The idea is interesting, reducing the debt load at the outset for those committed to public interest work, rather than providing assistance with loan repayments to those students after graduation.  Loan Repayment Assistance Programs are in place at many law schools; Marquette, for instance, has had one for several years. I have never heard of a program like the Harvard tuition waiver, though, and I would be interested to hear what students think about the idea.

This Post Has 4 Comments

  1. Andrew Golden

    See, now I wish I had gone to Harvard (well, provided I could somehow magically get the grades and scores to GET INTO Harvard, but that’s a whole other story . . . 🙂 )

    In all seriousness, I would strongly support a program like that being implemented here. I know that I, for one, would sign up in a heartbeat for that. Between the federal loan forgiveness legislation and a program like this, I would suggest that the net pay disparity (and by that I mean the pay one receives after having to account for the average student loan payment) between public interest work and private firm work in all but the biggest of firms would be effectively negated. My only concern, however, would be this: what happens if — fanciful dream this may be — the number of students who choose to do this outnumbers the number of positions available? As I’m starting to find, the number of available public-interest lawyer positions in this area isn’t too high due to the tightening of the belts budget-wise for most firms. Would we really want to turn students away from a program like this?

  2. Jessica E. Slavin

    Andrew, that is one of the first questions I had. I would imagine they’d have to condition acceptance into the waiver program on student’s securing a qualified job. I didn’t see, in the article, any way to access such specifics about the program, but I would be interested to see them.

  3. Peter Heyne

    The waiver sounds like a great idea.
    I have read just a bit about MULS’ LRAP and the ongoing controls: the committee recommendations approved (or not) by the Dean, the annual re-application review, etc.

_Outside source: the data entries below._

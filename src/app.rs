//! The egui application shell.
//!
//! Owns all UI state (current image path, extracted colors, preview texture,
//! the color-count field) and wires user events to the library. All work runs
//! synchronously inside the event that triggered it; a failure surfaces a
//! dialog and leaves the previous state untouched.

use std::path::PathBuf;

use eframe::egui::{self, Color32, ColorImage, Sense, TextureHandle, TextureOptions};
use log::{info, warn};

use swatchsheet::{palette, sheet, Swatch};

const DROP_WIDTH: f32 = 600.0;
const DROP_HEIGHT: f32 = 300.0;
const SWATCH_COLUMNS: usize = 10;

const IMAGE_EXTENSIONS: &[&str] = &["jpg", "jpeg", "png", "bmp", "gif"];

pub struct SwatchApp {
    image_path: Option<PathBuf>,
    colors: Vec<Swatch>,
    preview: Option<TextureHandle>,
    count_text: String,
}

impl SwatchApp {
    pub fn new(_cc: &eframe::CreationContext<'_>) -> Self {
        Self {
            image_path: None,
            colors: Vec::new(),
            preview: None,
            count_text: "10".to_owned(),
        }
    }

    /// Decode `path`, extract colors with the current count, and replace the
    /// whole state. Any failure reports a dialog and changes nothing.
    fn load_image(&mut self, ctx: &egui::Context, path: PathBuf) {
        let count = match palette::parse_color_count(&self.count_text) {
            Ok(count) => count,
            Err(err) => {
                warning_dialog(&err.to_string());
                return;
            }
        };
        let image = match image::open(&path) {
            Ok(image) => image,
            Err(err) => {
                error_dialog(&format!("Failed to load image: {err}"));
                return;
            }
        };
        let mut colors = match palette::dominant_colors(&image, count) {
            Ok(colors) => colors,
            Err(err) => {
                error_dialog(&format!("Failed to extract colors: {err}"));
                return;
            }
        };
        palette::sort_by_rgb(&mut colors);

        info!("loaded {} ({} colors)", path.display(), colors.len());
        self.preview = Some(upload_thumbnail(ctx, &image));
        self.image_path = Some(path);
        self.colors = colors;
    }

    fn browse(&mut self, ctx: &egui::Context) {
        let picked = rfd::FileDialog::new()
            .add_filter("Image Files", IMAGE_EXTENSIONS)
            .pick_file();
        if let Some(path) = picked {
            self.load_image(ctx, path);
        }
    }

    /// Re-extract from the current image with the count field as it stands.
    fn refresh(&mut self, ctx: &egui::Context) {
        match self.image_path.clone() {
            Some(path) => self.load_image(ctx, path),
            None => warning_dialog("Please load an image first."),
        }
    }

    fn save_colors(&self) {
        if self.colors.is_empty() {
            warning_dialog("No colors to save.");
            return;
        }

        let mut dialog = rfd::FileDialog::new()
            .add_filter("PNG files", &["png"])
            .set_file_name("colors.png");
        if let Some(downloads) = dirs::download_dir() {
            dialog = dialog.set_directory(downloads);
        }
        let Some(path) = dialog.save_file() else {
            return;
        };

        match sheet::save(&self.colors, &path) {
            Ok(()) => info_dialog(&format!("Colors saved to {}", path.display())),
            Err(err) => error_dialog(&format!("Failed to save colors: {err}")),
        }
    }

    /// The 600×300 preview area: shows the thumbnail once an image is loaded,
    /// a prompt before that, and opens the file dialog on click.
    fn drop_area(&mut self, ui: &mut egui::Ui) {
        let size = egui::Vec2::new(DROP_WIDTH, DROP_HEIGHT);
        let (rect, response) = ui.allocate_exact_size(size, Sense::click());

        ui.painter().rect_filled(rect, 4.0, Color32::from_gray(220));
        match &self.preview {
            Some(texture) => {
                let fitted = fit_size(texture.size_vec2(), rect.size());
                let image_rect = egui::Rect::from_center_size(rect.center(), fitted);
                let uv = egui::Rect::from_min_max(egui::pos2(0.0, 0.0), egui::pos2(1.0, 1.0));
                ui.painter()
                    .image(texture.id(), image_rect, uv, Color32::WHITE);
            }
            None => {
                ui.painter().text(
                    rect.center(),
                    egui::Align2::CENTER_CENTER,
                    "Drop an image here, or click to browse",
                    egui::FontId::proportional(16.0),
                    Color32::DARK_GRAY,
                );
            }
        }

        if response.clicked() {
            self.browse(ui.ctx());
        }
    }

    fn swatch_grid(&self, ui: &mut egui::Ui) {
        for row in self.colors.chunks(SWATCH_COLUMNS) {
            ui.horizontal(|ui| {
                for swatch in row {
                    ui.vertical(|ui| {
                        let (rect, _) =
                            ui.allocate_exact_size(egui::Vec2::new(76.0, 40.0), Sense::hover());
                        let color =
                            Color32::from_rgb(swatch.color[0], swatch.color[1], swatch.color[2]);
                        ui.painter().rect_filled(rect, 2.0, color);
                        ui.monospace(swatch.hex());
                    });
                }
            });
        }
    }
}

impl eframe::App for SwatchApp {
    fn update(&mut self, ctx: &egui::Context, _frame: &mut eframe::Frame) {
        if let Some(file) = ctx.input(|i| i.raw.dropped_files.first().cloned()) {
            if let Some(path) = dropped_path(&file) {
                self.load_image(ctx, path);
            }
        }

        egui::CentralPanel::default().show(ctx, |ui| {
            ui.vertical_centered(|ui| {
                self.drop_area(ui);
                ui.add_space(10.0);
                ui.horizontal(|ui| {
                    ui.label("Colors shown:");
                    ui.add(egui::TextEdit::singleline(&mut self.count_text).desired_width(48.0));
                    if ui.button("Refresh").clicked() {
                        self.refresh(ctx);
                    }
                    if ui.button("Save as PNG…").clicked() {
                        self.save_colors();
                    }
                });
            });
            ui.add_space(10.0);
            egui::ScrollArea::vertical().show(ui, |ui| self.swatch_grid(ui));
        });
    }
}

/// Resolve a dropped file to a path. Text drops arrive as the file name,
/// which some window systems wrap in brace delimiters.
fn dropped_path(file: &egui::DroppedFile) -> Option<PathBuf> {
    if let Some(path) = &file.path {
        return Some(path.clone());
    }
    let name = strip_braces(&file.name);
    (!name.is_empty()).then(|| PathBuf::from(name))
}

fn strip_braces(raw: &str) -> &str {
    raw.trim().trim_start_matches('{').trim_end_matches('}')
}

fn upload_thumbnail(ctx: &egui::Context, image: &image::DynamicImage) -> TextureHandle {
    let thumbnail = image
        .thumbnail(DROP_WIDTH as u32, DROP_HEIGHT as u32)
        .to_rgba8();
    let size = [thumbnail.width() as usize, thumbnail.height() as usize];
    let pixels = ColorImage::from_rgba_unmultiplied(size, thumbnail.as_raw());
    ctx.load_texture("preview", pixels, TextureOptions::LINEAR)
}

/// Scale `size` down (never up) to fit within `bounds`, preserving aspect.
fn fit_size(size: egui::Vec2, bounds: egui::Vec2) -> egui::Vec2 {
    let scale = (bounds.x / size.x).min(bounds.y / size.y).min(1.0);
    size * scale
}

fn error_dialog(message: &str) {
    warn!("{message}");
    rfd::MessageDialog::new()
        .set_level(rfd::MessageLevel::Error)
        .set_title("Error")
        .set_description(message)
        .show();
}

fn warning_dialog(message: &str) {
    warn!("{message}");
    rfd::MessageDialog::new()
        .set_level(rfd::MessageLevel::Warning)
        .set_title("Warning")
        .set_description(message)
        .show();
}

fn info_dialog(message: &str) {
    rfd::MessageDialog::new()
        .set_level(rfd::MessageLevel::Info)
        .set_title("Success")
        .set_description(message)
        .show();
}
#![cfg_attr(not(debug_assertions), windows_subsystem = "windows")]

mod app;

use app::SwatchApp;
use eframe::egui;

fn main() -> eframe::Result {
    env_logger::init();

    let options = eframe::NativeOptions {
        viewport: egui::ViewportBuilder::default()
            .with_inner_size([1350.0, 700.0])
            .with_min_inner_size([900.0, 500.0])
            .with_drag_and_drop(true)
            .with_title("Dominant Color Extractor"),
        ..Default::default()
    };

    eframe::run_native(
        "Dominant Color Extractor",
        options,
        Box::new(|cc| Ok(Box::new(SwatchApp::new(cc)))),
    )
}
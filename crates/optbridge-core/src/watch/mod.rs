//! Mutation watching on a bound widget boundary
//!
//! Three observers are attached to the boundary:
//! - **selection**: changes of the marker attribute (which option is selected)
//! - **structure**: child-list changes (the widget streams content in)
//! - **text**: character data changes, kept only when price-related
//!
//! plus a one-shot content-ready observer owned by the session.
//!
//! Records are classified into a [`Signal`]; any signal means "state may
//! have changed" and triggers one extraction cycle.

use tokio_stream::StreamExt;

use crate::config::MarkerVocabulary;
use crate::traits::{
    DomSensor, MutationRecord, NodeId, ObserveOptions, Watcher, descendants, has_token,
};

/// Which boundary watcher delivered a record
#[derive(Debug, Clone, Copy, PartialEq, Eq)]
pub enum WatchKind {
    Selection,
    Structure,
    Text,
}

/// Classified "state may have changed" signal
#[derive(Debug, Clone, Copy, PartialEq, Eq)]
pub enum Signal {
    /// The selected marker moved or changed
    SelectionMarker,
    /// Content was added or removed
    Structure,
    /// Text inside a price-bearing node changed
    PriceText,
}

/// The three observers attached to a bound boundary
#[derive(Debug)]
pub struct BoundaryWatchers {
    selection: Watcher,
    structure: Watcher,
    text: Watcher,
}

impl BoundaryWatchers {
    /// Attach all three observers to `boundary`
    pub fn attach(sensor: &dyn DomSensor, boundary: NodeId, markers: &MarkerVocabulary) -> Self {
        Self {
            selection: sensor.observe(
                boundary,
                ObserveOptions::attribute(markers.attribute.clone()).subtree(),
            ),
            structure: sensor.observe(boundary, ObserveOptions::child_list().subtree()),
            text: sensor.observe(boundary, ObserveOptions::character_data().subtree()),
        }
    }

    /// Next record from any of the three observers
    ///
    /// Observers are polled in attachment order, so records queued on the
    /// selection observer are handled before structure and text records.
    /// Returns `None` once every observer stream has ended.
    pub async fn next_record(&mut self) -> Option<(WatchKind, MutationRecord)> {
        tokio::select! {
            biased;
            Some(record) = self.selection.next() => Some((WatchKind::Selection, record)),
            Some(record) = self.structure.next() => Some((WatchKind::Structure, record)),
            Some(record) = self.text.next() => Some((WatchKind::Text, record)),
            else => None,
        }
    }

    /// Disconnect all three observers
    pub fn disconnect(self) {
        self.selection.disconnect();
        self.structure.disconnect();
        self.text.disconnect();
    }
}

/// Observer used to detect the first price-bearing marker
pub fn content_ready_watcher(
    sensor: &dyn DomSensor,
    boundary: NodeId,
    markers: &MarkerVocabulary,
) -> Watcher {
    let options = ObserveOptions {
        child_list: true,
        attributes: true,
        attribute_filter: Some(vec![markers.attribute.clone()]),
        subtree: true,
        ..ObserveOptions::default()
    };
    sensor.observe(boundary, options)
}

/// Whether `node` carries any price token
pub fn is_price_bearing(sensor: &dyn DomSensor, node: NodeId, markers: &MarkerVocabulary) -> bool {
    markers
        .price_tokens()
        .iter()
        .any(|token| has_token(sensor, node, &markers.attribute, token))
}

/// Whether any price-bearing marker exists under `boundary`
pub fn is_content_ready(sensor: &dyn DomSensor, boundary: NodeId, markers: &MarkerVocabulary) -> bool {
    descendants(sensor, boundary)
        .into_iter()
        .any(|node| is_price_bearing(sensor, node, markers))
}

/// Whether a subscription-capable option set is rendered under `boundary`
pub fn has_subscription_options(
    sensor: &dyn DomSensor,
    boundary: NodeId,
    markers: &MarkerVocabulary,
) -> bool {
    descendants(sensor, boundary)
        .into_iter()
        .any(|node| has_token(sensor, node, &markers.attribute, &markers.subscription_options))
}

/// Classify a record delivered by a boundary watcher
///
/// # Returns
///
/// `None` for records that cannot affect the selection state
pub fn classify(
    sensor: &dyn DomSensor,
    boundary: NodeId,
    record: &MutationRecord,
    markers: &MarkerVocabulary,
) -> Option<Signal> {
    match record {
        MutationRecord::Attributes { name, .. } if *name == markers.attribute => {
            Some(Signal::SelectionMarker)
        }
        MutationRecord::Attributes { .. } => None,
        MutationRecord::ChildList { .. } => Some(Signal::Structure),
        MutationRecord::CharacterData { target } => {
            touches_price(sensor, boundary, *target, markers).then_some(Signal::PriceText)
        }
    }
}

/// Whether a text mutation on `target` is inside a node that is or contains
/// a price-bearing marker
fn touches_price(
    sensor: &dyn DomSensor,
    boundary: NodeId,
    target: NodeId,
    markers: &MarkerVocabulary,
) -> bool {
    let mut current = sensor.parent(target);
    let mut first_element = None;
    while let Some(node) = current {
        if node == boundary {
            break;
        }
        if is_price_bearing(sensor, node, markers) {
            return true;
        }
        first_element.get_or_insert(node);
        current = sensor.parent(node);
    }

    first_element.is_some_and(|element| {
        descendants(sensor, element)
            .into_iter()
            .any(|node| is_price_bearing(sensor, node, markers))
    })
}

#[cfg(test)]
mod tests {
    use super::*;
    use crate::dom::{MemoryDom, NodeSpec};

    fn widget() -> (MemoryDom, NodeId) {
        let spec = NodeSpec::element("purchase-options").shadow(vec![
            NodeSpec::element("div")
                .attr("part", "option one-time selected")
                .attr("id", "opt")
                .child(NodeSpec::element("span").attr("part", "price").attr("id", "price").with_text("$10.00"))
                .child(NodeSpec::element("span").attr("id", "label").with_text("One-time")),
        ]);
        let (dom, host) = MemoryDom::from_spec(&spec).unwrap();
        let boundary = dom.shadow_root(host).unwrap();
        (dom, boundary)
    }

    fn first_text_child(dom: &MemoryDom, element: NodeId) -> NodeId {
        dom.children(element)[0]
    }

    #[test]
    fn marker_attribute_changes_are_selection_signals() {
        let (dom, boundary) = widget();
        let markers = MarkerVocabulary::default();
        let opt = dom.find_by_id("opt").unwrap();

        let marker = MutationRecord::Attributes { target: opt, name: "part".into() };
        let other = MutationRecord::Attributes { target: opt, name: "class".into() };
        assert_eq!(classify(&dom, boundary, &marker, &markers), Some(Signal::SelectionMarker));
        assert_eq!(classify(&dom, boundary, &other, &markers), None);
    }

    #[test]
    fn text_changes_only_count_near_prices() {
        let (dom, boundary) = widget();
        let markers = MarkerVocabulary::default();
        let price_text = first_text_child(&dom, dom.find_by_id("price").unwrap());
        let label_text = first_text_child(&dom, dom.find_by_id("label").unwrap());

        let price = MutationRecord::CharacterData { target: price_text };
        let label = MutationRecord::CharacterData { target: label_text };
        assert_eq!(classify(&dom, boundary, &price, &markers), Some(Signal::PriceText));
        assert_eq!(classify(&dom, boundary, &label, &markers), None);
    }

    #[test]
    fn text_directly_in_a_price_container_counts() {
        let spec = NodeSpec::element("purchase-options").shadow(vec![
            NodeSpec::element("div")
                .attr("id", "wrap")
                .with_text("Now ")
                .child(NodeSpec::element("span").attr("part", "unit-price").with_text("$9")),
        ]);
        let (dom, host) = MemoryDom::from_spec(&spec).unwrap();
        let boundary = dom.shadow_root(host).unwrap();
        let text = first_text_child(&dom, dom.find_by_id("wrap").unwrap());

        let record = MutationRecord::CharacterData { target: text };
        assert_eq!(
            classify(&dom, boundary, &record, &MarkerVocabulary::default()),
            Some(Signal::PriceText)
        );
    }

    #[test]
    fn readiness_and_option_set_detection() {
        let (dom, boundary) = widget();
        let markers = MarkerVocabulary::default();
        assert!(is_content_ready(&dom, boundary, &markers));
        assert!(!has_subscription_options(&dom, boundary, &markers));

        let empty = dom.create_element("div");
        assert!(!is_content_ready(&dom, empty, &markers));
    }

    #[tokio::test]
    async fn boundary_watchers_multiplex_and_disconnect() {
        let (dom, boundary) = widget();
        let markers = MarkerVocabulary::default();
        let mut watchers = BoundaryWatchers::attach(&dom, boundary, &markers);
        assert_eq!(dom.live_observer_count(), 3);

        let opt = dom.find_by_id("opt").unwrap();
        dom.set_attribute(opt, "part", "option one-time").unwrap();
        dom.update_text(dom.find_by_id("price").unwrap(), "$11.00").unwrap();

        let (kind, _) = watchers.next_record().await.unwrap();
        assert_eq!(kind, WatchKind::Selection);
        let (kind, _) = watchers.next_record().await.unwrap();
        assert_eq!(kind, WatchKind::Text);

        watchers.disconnect();
        assert_eq!(dom.live_observer_count(), 0);
    }

    #[test]
    fn idle_boundary_stays_pending() {
        let (dom, boundary) = widget();
        let markers = MarkerVocabulary::default();
        let mut watchers = BoundaryWatchers::attach(&dom, boundary, &markers);

        {
            let mut next = tokio_test::task::spawn(watchers.next_record());
            tokio_test::assert_pending!(next.poll());

            dom.mount(boundary, &NodeSpec::element("p")).unwrap();
            assert!(next.is_woken());
            let (kind, _) = tokio_test::assert_ready!(next.poll()).unwrap();
            assert_eq!(kind, WatchKind::Structure);
        }

        watchers.disconnect();
    }
}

    I wonder if similar ongoing controls could work in a waiver program. In a waiver system, what would happen if a graduate breaks his or her pledge to work the 5 years (e.g., he or she works, say, 4 years, gets really burned out, and then takes a job at a private firm; or for mental health reasons, just takes a year off from the law)? Must the 5 years be completely successive? (The Harvard Crimson article did not specify.)

    Or what if, before 5 years passes, the young attorney loses his or her public interest job and honestly cannot find another full-time p.i. position elsewhere (except, perhaps, by having to relocate at significant expense and burden, etc.)?

    Would the law school then sue for breach of contract and try to collect the entire 3L tuition (even with interest? and if so, at what %?) Does a law school have the staff to run a collections business? Good for PR? Also, would not a young and likely not wealthy public interest lawyer effectively be judgment proof, especially against a lump claim of $30K?

    Of course I am not in any way advocating for breaking one’s pledge! As good as the program sounds, I just see some real risks for both parties.

  4. Jessica E. Slavin

    These are really good points, Peter. I was wondering, like you, about what happens if the new attorney’s employment situation changes, voluntarily or involuntarily, during the five-year commitment period. It would be interesting to see the provisions of Harvard’s program.